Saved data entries
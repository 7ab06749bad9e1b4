//! xetl - extract line-per-example text datasets from XML corpora.

use anyhow::{Context, Result};
use clap::Parser;
use std::fs::File;
use std::io::BufWriter;
use std::path::PathBuf;
use xetl::{init_tracing_with_default, CorpusExtractor, ExtractOptions, FailurePolicy};

#[derive(Parser)]
#[command(name = "xetl")]
#[command(about = "Extract train/eval/test text examples from an XML corpus")]
#[command(version)]
struct Cli {
    /// Corpus root with one sub-directory per subset
    corpus: Option<PathBuf>,

    /// Destination directory (must not exist; default: $XETL_DEST_ROOT or /data/text, plus the corpus name)
    destination: Option<PathBuf>,

    /// XPath selector for the elements to extract
    #[arg(long)]
    xpath: Option<String>,

    /// Split inner text into sentences, one example each
    #[arg(long)]
    sentence_level: bool,

    /// Keep the element markup instead of its inner text
    #[arg(long)]
    keep_xml: bool,

    /// Keep the text following each selected element
    #[arg(long)]
    keep_tail: bool,

    /// Probability of keeping each example (random subsample)
    #[arg(long)]
    inclusion_probability: Option<f64>,

    /// Comma-separated subset names, in processing order
    #[arg(long, value_delimiter = ',')]
    subsets: Option<Vec<String>>,

    /// Examples must be strictly longer than this many characters
    #[arg(long)]
    min_char_length: Option<usize>,

    /// Files per batch
    #[arg(long)]
    batch_size: Option<usize>,

    /// Worker threads (1 = sequential)
    #[arg(long)]
    parallelism: Option<usize>,

    /// Seed for the sampling draws
    #[arg(long)]
    seed: Option<u64>,

    /// Abort on the first failed file or write instead of skipping it
    #[arg(long)]
    fail_fast: bool,

    /// JSON file with extraction options; flags override it
    #[arg(short, long)]
    config: Option<PathBuf>,

    /// Write the run report as JSON to this path
    #[arg(long)]
    report: Option<PathBuf>,

    /// Disable progress bars
    #[arg(long)]
    no_progress: bool,

    /// Enable debug logging
    #[arg(long)]
    debug: bool,
}

fn load_options(cli: &Cli) -> Result<ExtractOptions> {
    let mut opts = match &cli.config {
        Some(path) => {
            let f = File::open(path).with_context(|| format!("open config {}", path.display()))?;
            serde_json::from_reader(f).with_context(|| format!("parse config {}", path.display()))?
        }
        None => ExtractOptions::default(),
    };

    if let Some(corpus) = &cli.corpus {
        opts = opts.with_corpus(corpus);
    }
    if opts.corpus.as_os_str().is_empty() {
        anyhow::bail!("a corpus path is required (positional argument or \"corpus\" in --config)");
    }
    if let Some(dest) = &cli.destination {
        opts = opts.with_destination_dir(dest);
    }
    if let Some(xpath) = &cli.xpath {
        opts = opts.with_xpath(xpath.clone());
    }
    if cli.sentence_level {
        opts = opts.with_sentence_level(true);
    }
    if cli.keep_xml {
        opts = opts.with_keep_xml(true);
    }
    if cli.keep_tail {
        opts = opts.with_remove_tail(false);
    }
    if let Some(p) = cli.inclusion_probability {
        opts = opts.with_inclusion_probability(p);
    }
    if let Some(subsets) = &cli.subsets {
        opts = opts.with_subsets(subsets.iter().map(|s| s.trim().to_string()));
    }
    if let Some(n) = cli.min_char_length {
        opts = opts.with_min_char_length(n);
    }
    if let Some(n) = cli.batch_size {
        opts = opts.with_batch_size(n);
    }
    if let Some(n) = cli.parallelism {
        opts = opts.with_parallelism(n);
    }
    if let Some(seed) = cli.seed {
        opts = opts.with_seed(seed);
    }
    if cli.fail_fast {
        opts = opts.with_failure_policy(FailurePolicy::Abort);
    }
    if cli.no_progress {
        opts = opts.with_progress(false);
    }
    Ok(opts)
}

fn main() -> Result<()> {
    let cli = Cli::parse();
    init_tracing_with_default(if cli.debug { "debug" } else { "info" });

    let opts = load_options(&cli)?;
    let extractor = CorpusExtractor::new(opts)?;
    println!("{} created", extractor.destination_dir().display());

    let report = extractor.extract_from_corpus()?;

    for s in &report.subsets {
        println!(
            "{}: {} examples written to {} ({} files, {} failed, {} sampled out)",
            s.subset,
            s.examples_written,
            s.destination.display(),
            s.files_scanned,
            s.files_failed + s.writes_failed,
            s.examples_sampled_out
        );
    }

    if let Some(path) = &cli.report {
        let f = File::create(path).with_context(|| format!("create {}", path.display()))?;
        serde_json::to_writer_pretty(BufWriter::new(f), &report)
            .with_context(|| format!("write report {}", path.display()))?;
    }

    Ok(())
}
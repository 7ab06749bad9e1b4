use serde::{Deserialize, Serialize};
use std::path::{Path, PathBuf};

/// Default XPath selector: every `<abstract>` below the root element.
pub const DEFAULT_XPATH: &str = ".//abstract";
/// Default subset directory names, processed in this order.
pub const DEFAULT_SUBSETS: [&str; 3] = ["train", "eval", "test"];
/// Root under which a destination is derived when none is configured.
/// Overridable through the `XETL_DEST_ROOT` environment variable.
pub const DEFAULT_DESTINATION_ROOT: &str = "/data/text";

/// What to do when a single extraction or write unit fails.
#[derive(Clone, Copy, Debug, PartialEq, Eq, Serialize, Deserialize)]
#[serde(rename_all = "lowercase")]
pub enum FailurePolicy {
    /// Stop the whole run on the first failed unit.
    Abort,
    /// Log the failure, account for it in the report, keep going.
    Continue,
}

/// How a matched element becomes example text.
#[derive(Clone, Copy, Debug, PartialEq, Eq)]
pub enum TextMode {
    /// Flattened, tag-stripped text; optionally split into sentences.
    InnerText { sentence_level: bool },
    /// Serialized markup of the element itself.
    KeepMarkup,
}

/// User-facing options with sensible defaults and builder chaining.
#[derive(Clone, Debug, Serialize, Deserialize)]
#[serde(default)]
pub struct ExtractOptions {
    pub corpus: PathBuf,
    pub destination_dir: Option<PathBuf>, // None: derived from the corpus name
    pub sentence_level: bool,
    pub xpath: String,
    pub keep_xml: bool,
    pub remove_tail: bool,
    pub inclusion_probability: f64,
    pub subsets: Vec<String>,
    pub min_char_length: usize,
    pub batch_size: usize,           // files per synchronization barrier
    pub parallelism: Option<usize>,  // Some(N) for a dedicated N-thread pool, None for rayon's default
    pub failure_policy: FailurePolicy,
    pub seed: Option<u64>,           // fixes the sampling draws
    pub progress: bool,              // show progress bar
}

impl Default for ExtractOptions {
    fn default() -> Self {
        Self {
            corpus: PathBuf::new(),
            destination_dir: None,
            sentence_level: false,
            xpath: DEFAULT_XPATH.to_string(),
            keep_xml: false,
            remove_tail: true,
            inclusion_probability: 1.0,
            subsets: DEFAULT_SUBSETS.iter().map(|s| s.to_string()).collect(),
            min_char_length: 120,
            batch_size: 1000,
            parallelism: None,
            failure_policy: FailurePolicy::Continue,
            seed: None,
            progress: true,
        }
    }
}

impl ExtractOptions {
    pub fn new(corpus: impl AsRef<Path>) -> Self {
        Self::default().with_corpus(corpus)
    }

    pub fn with_corpus(mut self, corpus: impl AsRef<Path>) -> Self {
        self.corpus = corpus.as_ref().to_path_buf();
        self
    }
    pub fn with_destination_dir(mut self, dir: impl AsRef<Path>) -> Self {
        self.destination_dir = Some(dir.as_ref().to_path_buf());
        self
    }
    pub fn with_sentence_level(mut self, yes: bool) -> Self {
        self.sentence_level = yes;
        self
    }
    pub fn with_xpath(mut self, xpath: impl Into<String>) -> Self {
        self.xpath = xpath.into();
        self
    }
    pub fn with_keep_xml(mut self, yes: bool) -> Self {
        self.keep_xml = yes;
        self
    }
    pub fn with_remove_tail(mut self, yes: bool) -> Self {
        self.remove_tail = yes;
        self
    }
    pub fn with_inclusion_probability(mut self, p: f64) -> Self {
        self.inclusion_probability = p;
        self
    }
    pub fn with_subsets<I, S>(mut self, subsets: I) -> Self
    where
        I: IntoIterator<Item = S>,
        S: Into<String>,
    {
        self.subsets = subsets.into_iter().map(Into::into).collect();
        self
    }
    pub fn with_min_char_length(mut self, n: usize) -> Self {
        self.min_char_length = n;
        self
    }
    pub fn with_batch_size(mut self, n: usize) -> Self {
        self.batch_size = n;
        self
    }
    pub fn with_parallelism(mut self, threads: usize) -> Self {
        self.parallelism = Some(threads);
        self
    }
    pub fn with_failure_policy(mut self, policy: FailurePolicy) -> Self {
        self.failure_policy = policy;
        self
    }
    pub fn with_seed(mut self, seed: u64) -> Self {
        self.seed = Some(seed);
        self
    }
    pub fn with_progress(mut self, yes: bool) -> Self {
        self.progress = yes;
        self
    }

    /// Markup wins over sentence splitting when both are requested.
    pub fn text_mode(&self) -> TextMode {
        if self.keep_xml {
            TextMode::KeepMarkup
        } else {
            TextMode::InnerText { sentence_level: self.sentence_level }
        }
    }

    /// Configured destination, or `<root>/<corpus basename>`.
    pub fn resolved_destination(&self) -> PathBuf {
        if let Some(dir) = &self.destination_dir {
            if !dir.as_os_str().is_empty() {
                return dir.clone();
            }
        }
        let root = std::env::var("XETL_DEST_ROOT")
            .ok()
            .filter(|s| !s.trim().is_empty())
            .map(PathBuf::from)
            .unwrap_or_else(|| PathBuf::from(DEFAULT_DESTINATION_ROOT));
        match self.corpus.file_name() {
            Some(name) => root.join(name),
            None => root.join("corpus"),
        }
    }

    /// Collect option problems that would make a run meaningless.
    pub(crate) fn problems(&self) -> Vec<String> {
        let mut out = Vec::new();
        let p = self.inclusion_probability;
        if !(0.0..=1.0).contains(&p) {
            out.push(format!("inclusion_probability must be within [0, 1], got {}", p));
        }
        if self.batch_size == 0 {
            out.push("batch_size must be at least 1".to_string());
        }
        if self.parallelism == Some(0) {
            out.push("parallelism must be at least 1".to_string());
        }
        if self.subsets.is_empty() {
            out.push("at least one subset is required".to_string());
        }
        let mut seen = std::collections::BTreeSet::new();
        for s in &self.subsets {
            let t = s.trim();
            if t.is_empty() || t.contains('/') || t.contains('\\') || t == "." || t == ".." {
                out.push(format!("invalid subset name {:?}", s));
            } else if !seen.insert(t) {
                out.push(format!("duplicate subset name {:?}", s));
            }
        }
        out
    }
}
//! Per-example inclusion gate used to subsample very large corpora in one pass.

use rand::rngs::StdRng;
use rand::{Rng, RngCore, SeedableRng};

pub struct SamplingGate {
    probability: f64,
    rng: Box<dyn RngCore + Send>,
}

impl SamplingGate {
    /// Gate over a caller-provided random source. `probability` is clamped to `[0, 1]`.
    pub fn new(probability: f64, rng: Box<dyn RngCore + Send>) -> Self {
        let probability = if probability.is_nan() { 0.0 } else { probability.clamp(0.0, 1.0) };
        Self { probability, rng }
    }

    /// Deterministic draws: the same seed over the same example sequence admits the same set.
    pub fn seeded(probability: f64, seed: u64) -> Self {
        Self::new(probability, Box::new(StdRng::seed_from_u64(seed)))
    }

    pub fn from_entropy(probability: f64) -> Self {
        Self::new(probability, Box::new(StdRng::from_entropy()))
    }

    pub fn probability(&self) -> f64 {
        self.probability
    }

    /// One independent uniform draw in `[0, 1)`; admitted iff `draw < probability`.
    /// With probability 1.0 every example passes, with 0.0 none does.
    pub fn admit(&mut self) -> bool {
        if self.probability >= 1.0 {
            return true;
        }
        if self.probability <= 0.0 {
            return false;
        }
        self.rng.gen::<f64>() < self.probability
    }
}

impl std::fmt::Debug for SamplingGate {
    fn fmt(&self, f: &mut std::fmt::Formatter<'_>) -> std::fmt::Result {
        f.debug_struct("SamplingGate").field("probability", &self.probability).finish()
    }
}
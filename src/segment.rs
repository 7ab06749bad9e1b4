//! Sentence segmentation adapter.
//!
//! Extraction only depends on the [`SentenceSegmenter`] trait; [`RuleSegmenter`]
//! is a punctuation-and-capitalization splitter with an abbreviation list that
//! works without training data.

use regex::Regex;
use std::sync::OnceLock;

/// Split a block of text into sentence strings.
pub trait SentenceSegmenter: Send + Sync {
    fn segment(&self, text: &str) -> Vec<String>;
}

/// Returns the whole text as a single sentence.
#[derive(Clone, Copy, Debug, Default)]
pub struct NoSegmenter;

impl SentenceSegmenter for NoSegmenter {
    fn segment(&self, text: &str) -> Vec<String> {
        vec![text.to_string()]
    }
}

const DEFAULT_ABBREVIATIONS: &[&str] = &[
    "al", "approx", "ca", "cf", "dr", "e.g", "eq", "eqs", "et", "etc", "fig", "figs", "i.e", "inc",
    "jr", "ltd", "mr", "mrs", "ms", "no", "nos", "prof", "ref", "refs", "resp", "sr", "st", "suppl",
    "tab", "vol", "vs",
];

/// Sentence boundary at `.`, `!` or `?` (plus closing quotes/brackets) followed by
/// whitespace and an uppercase letter, digit, or opening quote/bracket.
/// No boundary after a known abbreviation or a single-letter initial.
#[derive(Clone, Debug)]
pub struct RuleSegmenter {
    abbreviations: Vec<String>,
}

impl Default for RuleSegmenter {
    fn default() -> Self {
        Self { abbreviations: DEFAULT_ABBREVIATIONS.iter().map(|s| s.to_string()).collect() }
    }
}

fn boundary_re() -> &'static Regex {
    static RE: OnceLock<Regex> = OnceLock::new();
    // group 1: terminal punctuation incl. trailing closers; the whitespace run follows
    RE.get_or_init(|| Regex::new(r#"([.!?]+["'”’)\]]*)\s+"#).expect("static regex"))
}

impl RuleSegmenter {
    pub fn with_abbreviations<I, S>(mut self, extra: I) -> Self
    where
        I: IntoIterator<Item = S>,
        S: AsRef<str>,
    {
        for a in extra {
            let a = a.as_ref().trim().trim_end_matches('.').to_lowercase();
            if !a.is_empty() {
                self.abbreviations.push(a);
            }
        }
        self.abbreviations.sort();
        self.abbreviations.dedup();
        self
    }

    fn is_abbreviation(&self, before: &str) -> bool {
        let word = before
            .rsplit(|c: char| c.is_whitespace() || c == '(' || c == '[')
            .next()
            .unwrap_or("");
        let word = word.trim_end_matches('.');
        if word.is_empty() {
            return false;
        }
        let mut chars = word.chars();
        if let (Some(c), None) = (chars.next(), chars.next()) {
            if c.is_uppercase() {
                return true; // initial, e.g. "J. Smith"
            }
        }
        let lower = word.to_lowercase();
        self.abbreviations.iter().any(|a| *a == lower)
    }
}

fn starts_sentence(rest: &str) -> bool {
    match rest.chars().next() {
        Some(c) => c.is_uppercase() || c.is_ascii_digit() || matches!(c, '"' | '\'' | '“' | '‘' | '(' | '['),
        None => false,
    }
}

impl SentenceSegmenter for RuleSegmenter {
    fn segment(&self, text: &str) -> Vec<String> {
        let mut out = Vec::new();
        let mut start = 0;
        for caps in boundary_re().captures_iter(text) {
            let (Some(whole), Some(punct)) = (caps.get(0), caps.get(1)) else { continue };
            if whole.start() < start {
                continue;
            }
            let rest = &text[whole.end()..];
            if !starts_sentence(rest) {
                continue;
            }
            let ends_with_period = punct.as_str().starts_with('.') && !punct.as_str().contains(['!', '?']);
            if ends_with_period && self.is_abbreviation(&text[start..punct.start()]) {
                continue;
            }
            let sentence = text[start..punct.end()].trim();
            if !sentence.is_empty() {
                out.push(sentence.to_string());
            }
            start = whole.end();
        }
        let last = text[start..].trim();
        if !last.is_empty() {
            out.push(last.to_string());
        }
        out
    }
}
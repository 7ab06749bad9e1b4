//! XPath-style element selector: the location-path subset used to pick
//! examples out of a document.
//!
//! Supported:
//!   - paths: `/a/b`, `//a`, `./a`, `.//a`, `a/b`, `..`, unions `a | b`
//!   - node tests: names (prefix kept verbatim, e.g. `mml:math`) and `*`
//!   - axes: `child::`, `descendant::`, `descendant-or-self::`, `self::`, `parent::`
//!   - predicates: `[2]`, `[last()]`, `[@id]`, `[@id='x']`, `[@id!='x']`, `[title]`,
//!     `[title='x']`, `[text()='x']`, `[contains(@id,'x')]`, `[contains(text(),'x')]`,
//!     `[not(...)]`
//!
//! Relative paths are evaluated against the root element, absolute paths against
//! the document node.

use crate::xml::{NodeId, XmlDocument};
use std::fmt;

#[derive(Debug, Clone)]
pub struct SelectorError {
    pub selector: String,
    pub position: usize,
    pub message: String,
}

impl fmt::Display for SelectorError {
    fn fmt(&self, f: &mut fmt::Formatter<'_>) -> fmt::Result {
        write!(
            f,
            "invalid selector {:?} at offset {}: {}",
            self.selector, self.position, self.message
        )
    }
}

impl std::error::Error for SelectorError {}

/// Compiled selector. Cheap to clone and share across worker threads.
#[derive(Clone, Debug)]
pub struct Selector {
    source: String,
    paths: Vec<LocationPath>,
}

#[derive(Clone, Debug)]
struct LocationPath {
    absolute: bool,
    steps: Vec<Step>,
}

#[derive(Clone, Debug)]
struct Step {
    axis: Axis,
    test: NodeTest,
    predicates: Vec<Predicate>,
}

#[derive(Clone, Copy, Debug, PartialEq, Eq)]
enum Axis {
    Child,
    Descendant,
    DescendantOrSelf,
    SelfNode,
    Parent,
}

#[derive(Clone, Debug)]
enum NodeTest {
    Name(String),
    AnyElement,
    AnyNode,
}

#[derive(Clone, Copy, Debug)]
enum Cmp {
    Eq,
    Ne,
}

impl Cmp {
    fn apply(self, value: &str, literal: &str) -> bool {
        match self {
            Cmp::Eq => value == literal,
            Cmp::Ne => value != literal,
        }
    }
}
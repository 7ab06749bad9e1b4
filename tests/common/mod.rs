#![allow(dead_code)]

use std::fs::{self, File};
use std::io::{BufRead, BufReader, Write};
use std::path::{Path, PathBuf};
use tempfile::TempDir;

/// Exactly 50 characters.
pub const LONG_ABSTRACT: &str = "The cortex responds to stimuli in seventy cases ok";
/// Exactly 5 characters.
pub const SHORT_ABSTRACT: &str = "Tiny.";

/// Scratch area holding a corpus root and a parent for destinations.
/// The temp directory is removed when the fixture is dropped.
pub struct Fixture {
    _tmp: TempDir,
    pub corpus: PathBuf,
    pub out_root: PathBuf,
}

impl Fixture {
    /// Corpus with empty `train`, `eval`, `test` sub-directories.
    pub fn new() -> Self {
        Self::with_subsets(&["train", "eval", "test"])
    }

    pub fn with_subsets(subsets: &[&str]) -> Self {
        let tmp = tempfile::tempdir().unwrap();
        let corpus = tmp.path().join("corpus");
        for s in subsets {
            fs::create_dir_all(corpus.join(s)).unwrap();
        }
        let out_root = tmp.path().join("out");
        fs::create_dir_all(&out_root).unwrap();
        Self { _tmp: tmp, corpus, out_root }
    }

    /// Write a source document under `<corpus>/<subset>/<name>`.
    pub fn add_file(&self, subset: &str, name: &str, content: &str) -> PathBuf {
        let path = self.corpus.join(subset).join(name);
        fs::create_dir_all(path.parent().unwrap()).unwrap();
        let mut f = File::create(&path).unwrap();
        f.write_all(content.as_bytes()).unwrap();
        path
    }

    /// A destination path that does not exist yet.
    pub fn dest(&self, name: &str) -> PathBuf {
        self.out_root.join(name)
    }
}

/// `<article>` with one `<abstract>` per entry.
pub fn article_with_abstracts(abstracts: &[&str]) -> String {
    let mut s = String::from("<?xml version=\"1.0\" encoding=\"UTF-8\"?>\n<article>\n  <front>\n");
    for a in abstracts {
        s.push_str(&format!("    <abstract>{}</abstract>\n", a));
    }
    s.push_str("  </front>\n</article>\n");
    s
}

/// Read a text file line-by-line, keeping empty lines.
pub fn read_lines(path: &Path) -> Vec<String> {
    let f = File::open(path).unwrap();
    BufReader::new(f).lines().map(|l| l.unwrap()).collect()
}

pub fn sorted(mut v: Vec<String>) -> Vec<String> {
    v.sort();
    v
}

WHAT TO DO: Up to and including the line with "sub-directory per subset", write out the records above exactly, starting from their first line.

ANSWER:
repository 7ab06749bad9e1b4
//! xetl - extract line-per-example text datasets from XML corpora.

use anyhow::{Context, Result};
use clap::Parser;
use std::fs::File;
use std::io::BufWriter;
use std::path::PathBuf;
use xetl::{init_tracing_with_default, CorpusExtractor, ExtractOptions, FailurePolicy};

#[derive(Parser)]
#[command(name = "xetl")]
#[command(about = "Extract train/eval/test text examples from an XML corpus")]
#[command(version)]
struct Cli {
    /// Corpus root with one sub-directory per subset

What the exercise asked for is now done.